Burden of DNS in narcolepsy

Medical and economic consequences associated with narcolepsy have been well documented,⁶⁶ but few studies have examined the burden associated with specific narcolepsy symptoms.

DNS has a negative impact on daytime functioning. In a large, cross-sectional study of people with narcolepsy (mixed population) using a specially designed survey, DNS was identified by about one-third of participants as one of the top 1 to 3 symptoms with the most significant negative impact on their life.⁶⁷ There is modest evidence suggesting a relationship between nighttime sleep quality and daytime sleepiness in people with narcolepsy (mixed population). In some studies, PSG measures of sleep architecture, continuity, or transitions among sleep stages were associated with self-reported (Epworth Sleepiness Scale⁶⁸) and/or objective (Multiple Sleep Latency Test and Maintenance of Wakefulness Test) measures of daytime sleepiness.²²^,³⁹^,⁵⁰^,⁶⁹ The effects of sleep disturbances and cognitive and executive functioning have been well studied in other sleep disorders, such as insomnia and OSA, but less is known about narcolepsy. Lecendreux et al⁷⁰ reported an association between self-reported sleep disturbance and attention-deficit/hyperactivity disorder symptoms among children with narcolepsy (mixed population). Interestingly, this association persisted even when patients took psychostimulants (most commonly modafinil) and had improvement in EDS.⁷⁰

Narcolepsy is also associated with increased risk of cardiovascular and cardiometabolic comorbidities, obesity, and all-cause mortality.¹⁰^,¹⁸^,⁷¹ For example, the nondipping blood pressure phenotype, in which the normal nighttime decreases in systolic and diastolic blood pressure are reduced or absent, is overrepresented among people with NwC⁷²^,⁷³ and associated with increased cardiovascular risk and risk of mortality in the general population.⁷⁴^,⁷⁵ One study in pediatric NT1 showed no relationship between a measure of cardiovascular autonomic function and sleep architecture alterations or muscle overactivity during sleep.³⁰ It has yet to be studied whether DNS contributes to the failure of this nondipping pattern in NwC.
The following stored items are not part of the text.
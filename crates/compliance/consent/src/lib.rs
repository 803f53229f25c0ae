//! # compliance-consent
//!
//! Consent & Confirmation State Model.
//!
//! ## Consent
//!
//! A [`ConsentRecord`] maps category ids to granted flags. Required
//! categories (the `necessary` cookie category) are pinned to granted: grant,
//! withdraw and toggle are no-ops for them, and bulk operations never touch
//! them. Every mutation of an optional category returns the full updated
//! record so the caller can persist or broadcast it.
//!
//! ## Confirmation
//!
//! A [`ConfirmationGate`] reports whether a destructive action may proceed.
//! It never performs the action itself. Typed text and the acknowledgement
//! checkbox are cleared whenever the guarded dialog opens or closes.

pub mod banner;
pub mod category;
pub mod config;
pub mod confirmation;
pub mod error;
pub mod record;

pub use banner::CookieBanner;
pub use category::{CategoryCatalog, CategoryId, ConsentCategory};
pub use config::{ConfirmationConfig, ConfirmationKind, ConsentConfig};
pub use confirmation::{
    gate_open, Confirmation, ConfirmationGate, ConfirmationMode, DialogState, GateInput,
};
pub use error::{ConfirmationError, ConsentError};
pub use record::{ConsentAction, ConsentChange, ConsentPreferences, ConsentRecord};
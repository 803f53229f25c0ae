use std::fmt;

use chrono::{DateTime, Utc};
use compliance_validation::{FormField, FormSchema, FormValues, Rule, SchemaError};
use serde::{Deserialize, Serialize};

use crate::kind::FormKind;

#[derive(Clone, Copy, Debug, PartialEq, Eq, Hash, PartialOrd, Ord)]
pub enum LoginField {
    Email,
    Password,
}

impl FormField for LoginField {
    const ALL: &'static [Self] = &[LoginField::Email, LoginField::Password];

    fn name(&self) -> &'static str {
        match self {
            LoginField::Email => "email",
            LoginField::Password => "password",
        }
    }
}

/// Sign-in form: a well-formed email and any non-empty password.
#[derive(Clone, Copy, Debug, Default, PartialEq, Eq)]
pub struct LoginForm;

impl FormKind for LoginForm {
    type Field = LoginField;
    type Payload = LoginPayload;

    const NAME: &'static str = "login";

    fn schema(&self) -> Result<FormSchema<LoginField>, SchemaError> {
        FormSchema::builder()
            .field(LoginField::Email, Rule::email())
            .field(LoginField::Password, Rule::present("Password"))
            .build()
    }

    fn payload(&self, values: &FormValues<LoginField>, submitted_at: DateTime<Utc>) -> LoginPayload {
        LoginPayload {
            email: values.text(LoginField::Email).trim().to_string(),
            password: values.text(LoginField::Password).to_string(),
            timestamp: submitted_at,
        }
    }
}

#[derive(Clone, PartialEq, Eq, Serialize, Deserialize)]
#[serde(rename_all = "camelCase")]
pub struct LoginPayload {
    pub email: String,
    pub password: String,
    pub timestamp: DateTime<Utc>,
}

impl fmt::Debug for LoginPayload {
    fn fmt(&self, f: &mut fmt::Formatter<'_>) -> fmt::Result {
        f.debug_struct("LoginPayload")
            .field("email", &self.email)
            .field("password", &"[REDACTED]")
            .field("timestamp", &self.timestamp)
            .finish()
    }
}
Management of DNS in narcolepsy

The AASM recommends that treatment of patients with narcolepsy (mixed population) include the goal of controlling DNS, if it is present and troublesome, and recommends SXB as a standard of care.⁵ Older guidelines from the European Federation of Neurological Societies recommend several treatment options for poor sleep: benzodiazepines, nonbenzodiazepine hypnotics, and SXB.⁷⁶ Currently, no medications are indicated by the U.S. Food & Drug Administration and the European Medicines Agency for the treatment of DNS in patients with narcolepsy, and few clinical trials have included DNS as an outcome measure. The European Federation of Neurological Societies and AASM guidelines do not report on behavioral or cognitive-behavioral therapy treatments for DNS management.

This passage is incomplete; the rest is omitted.